Primary Amebic Meningoencephalitis
Naegleria fowleri inhabit bodies of warm fresh water worldwide. Swimming in contaminated water exposes nasal mucosa to the organism, which can enter the CNS via olfactory neuroepithelium and the cribriform plate. Most patients are healthy children or young adults.
Symptoms of primary amebic meningoencephalitis begin within 1 to 2 weeks of exposure, sometimes with alteration of smell and taste. Fulminant meningoencephalitis ensues, with headache, meningismus, and mental status change, progressing to death within 10 days, usually due to cerebral herniation. Only a few patients have survived.
Primary amebic meningoencephalitis is suspected based on history of swimming in fresh water, but confirmation is difficult because CT and routine cerebrospinal fluid (CSF) tests, although necessary to exclude other causes, are nonspecific.
Wet mount of fresh, not refrigerated or frozen, CSF should be done; it may demonstrate motile amebic trophozoites (which can be seen in Giemsa-stained specimens but are destroyed by Gram stain techniques).
Immunohistochemistry, amebic culture, polymerase chain reaction of CSF, and/or brain biopsy are available in specialized reference laboratories. Consultation with the Centers for Disease Control and Prevention (CDC) or other experts in the diagnosis of amebic encephalitis is recommended.
Optimal treatment is unclear. Consultation with experts at the CDC is recommended (call the CDC Emergency Operations Center at 770-488-7100).
A reasonable regimen would include miltefosine, an antileishmanial drug, which has been used successfully to treat granulomatous amebic encephalitis. Miltefosine is now available commercially.

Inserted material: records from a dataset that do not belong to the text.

//! Concierge - plugin orchestration and routing runtime for a personal
//! assistant backend.
//!
//! Free-text queries are routed to pluggable capability handlers by semantic
//! similarity (or keyword containment when no embedding backend is
//! available). Plugins run inside a sandboxed executor with per-call
//! timeouts and crash isolation; repeated failures auto-disable a plugin
//! until an operator restarts it. When routing finds no confident match, or
//! the selected plugin fails, a linear fallback cascade tries a remote
//! reasoning service, then a local generative model, and finally returns a
//! static message, so every query gets a bounded-latency answer.

pub mod assistant;
pub mod config;
pub mod errors;
pub mod fallback;
pub mod health;
pub mod plugins;
pub mod routing;
pub mod types;

pub use assistant::{Assistant, AssistantBuilder};
pub use config::RuntimeConfig;
pub use errors::{CoreError, CoreResult};
pub use fallback::{FallbackCascade, GenerativeModel, RemoteReasoningClient};
pub use health::{HealthMonitor, HealthReport, SystemHealth};
pub use plugins::{Plugin, PluginDescriptor, PluginRegistry, ProbeReport, SandboxedExecutor};
pub use routing::{Embedder, HashEmbedder, SemanticRouter};
pub use types::{
    ExecStatus, ExecutionResult, HealthStatus, MatchReason, MatchScore, Query, RoutingDecision,
    SourceTag,
};

/// Initializes a `tracing` subscriber honoring `RUST_LOG`. Intended for
/// binaries and examples embedding the runtime; safe to call once.
pub fn init_telemetry() {
    use tracing_subscriber::{fmt, EnvFilter};

    let filter = EnvFilter::try_from_default_env().unwrap_or_else(|_| EnvFilter::new("info"));
    let _ = fmt().with_env_filter(filter).try_init();
}
//! Semantic routing: embeddings, similarity, and the routing decision.

pub mod cache;
pub mod embedding;
pub mod router;

pub use cache::EmbeddingCache;
pub use embedding::{cosine_similarity, Embedder, HashEmbedder};
pub use router::SemanticRouter;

Other antimicrobial drugs that have been used in combination treatment regimens for Naegleria include
Antiseizure drugs and dexamethasone are often needed to control seizures and cerebral edema.
Primary amebic meningoencephalitis is usually fatal.
The infection is acquired when swimming in contaminated fresh water; Naegleria fowleri enters the CNS via olfactory neuroepithelium and the cribriform plate.
Diagnostic tests should include a wet mount and Giemsa-stained specimen of CSF.
Treat the infection with multiple antimicrobial drugs, including miltefosine; if needed, treat seizures and cerebral edema with antiseizure drugs and dexamethasone.